# Preprocessing & feature engineering

In [22]:
import pandas as pd, numpy as np
import glob
import csv
from sklearn.preprocessing import StandardScaler
from sklearn.ensemble import IsolationForest
from sklearn.model_selection import train_test_split
from sklearn.metrics import roc_auc_score, precision_recall_fscore_support
from sklearn.mixture import GaussianMixture
import xgboost as xgb
import joblib, os
import matplotlib.pyplot as plt
import shap
from tqdm import tqdm
print('Notebook environment ready.')

SEED = 42

Notebook environment ready.


In [1]:
from google.colab import drive
drive.mount('/content/drive')

Mounted at /content/drive


In [3]:
# ---------------------------------------------
# Helper function: compute Δ-FPR fairness metric
# ---------------------------------------------
def compute_delta_fpr(y_true, y_pred, clusters):
    results = []
    for k in np.unique(clusters):
        idx = (clusters == k)
        if idx.sum() == 0:
            continue
        true = y_true[idx]
        pred = y_pred[idx]
        tn = ((true==0)&(pred==0)).sum()
        fp = ((true==0)&(pred==1)).sum()
        fpr = fp / (fp + tn + 1e-9)
        results.append(fpr)
    if len(results) == 0:
        return np.nan
    global_fpr = np.mean(results)
    return max(abs(f - global_fpr) for f in results)

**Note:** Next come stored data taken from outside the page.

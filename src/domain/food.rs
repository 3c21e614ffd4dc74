/// Food: one active cell, replaced whenever it is eaten.
///
/// Respawn does not look at the snake. Food can land on the body; that
/// overlap is accepted and covered by the step tests.

use rand::Rng;

use super::grid::{random_cell, Cell};

#[derive(Clone, Copy, PartialEq, Eq, Debug)]
pub struct Food {
    cell: Cell,
}

impl Food {
    #[cfg(test)]
    pub fn at(cell: Cell) -> Self {
        Food { cell }
    }

    pub fn random<R: Rng + ?Sized>(rng: &mut R, width: i32, height: i32, step: i32) -> Self {
        Food { cell: random_cell(rng, width, height, step) }
    }

    pub fn respawn<R: Rng + ?Sized>(&mut self, rng: &mut R, width: i32, height: i32, step: i32) {
        self.cell = random_cell(rng, width, height, step);
    }

    #[inline]
    pub fn position(&self) -> Cell {
        self.cell
    }
}
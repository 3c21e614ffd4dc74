pub mod food;
pub mod grid;
pub mod snake;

# ---------------------------------------------
# Helper function: evaluate any anomaly score
# ---------------------------------------------
def eval_model(y_true, scores):
    auc = roc_auc_score(y_true, scores)
    thresh = np.percentile(scores, 99)  # anomaly threshold
    pred = (scores > thresh).astype(int)
    _, _, f1, _ = precision_recall_fscore_support(
        y_true, pred, average='binary', zero_division=0
    )
    return auc, f1, pred

In [4]:
# Chunk loader function
# path - file path to dataset (CERT 6.2) CSV log file
# usecols - file-specific features to use for evaluation

def load_chunked(path, usecols, chunksize=200_000):
  iter = pd.read_csv(path, compression='gzip', chunksize=chunksize, usecols=usecols)
  return pd.concat([chunk for chunk in iter])

In [6]:
# Load LOGON data
logon_cols = ['id', 'date', 'user', 'pc', 'activity']
logon = load_chunked('/content/drive/MyDrive/BS-Nishika/cert6.2/logon.csv.gz', logon_cols)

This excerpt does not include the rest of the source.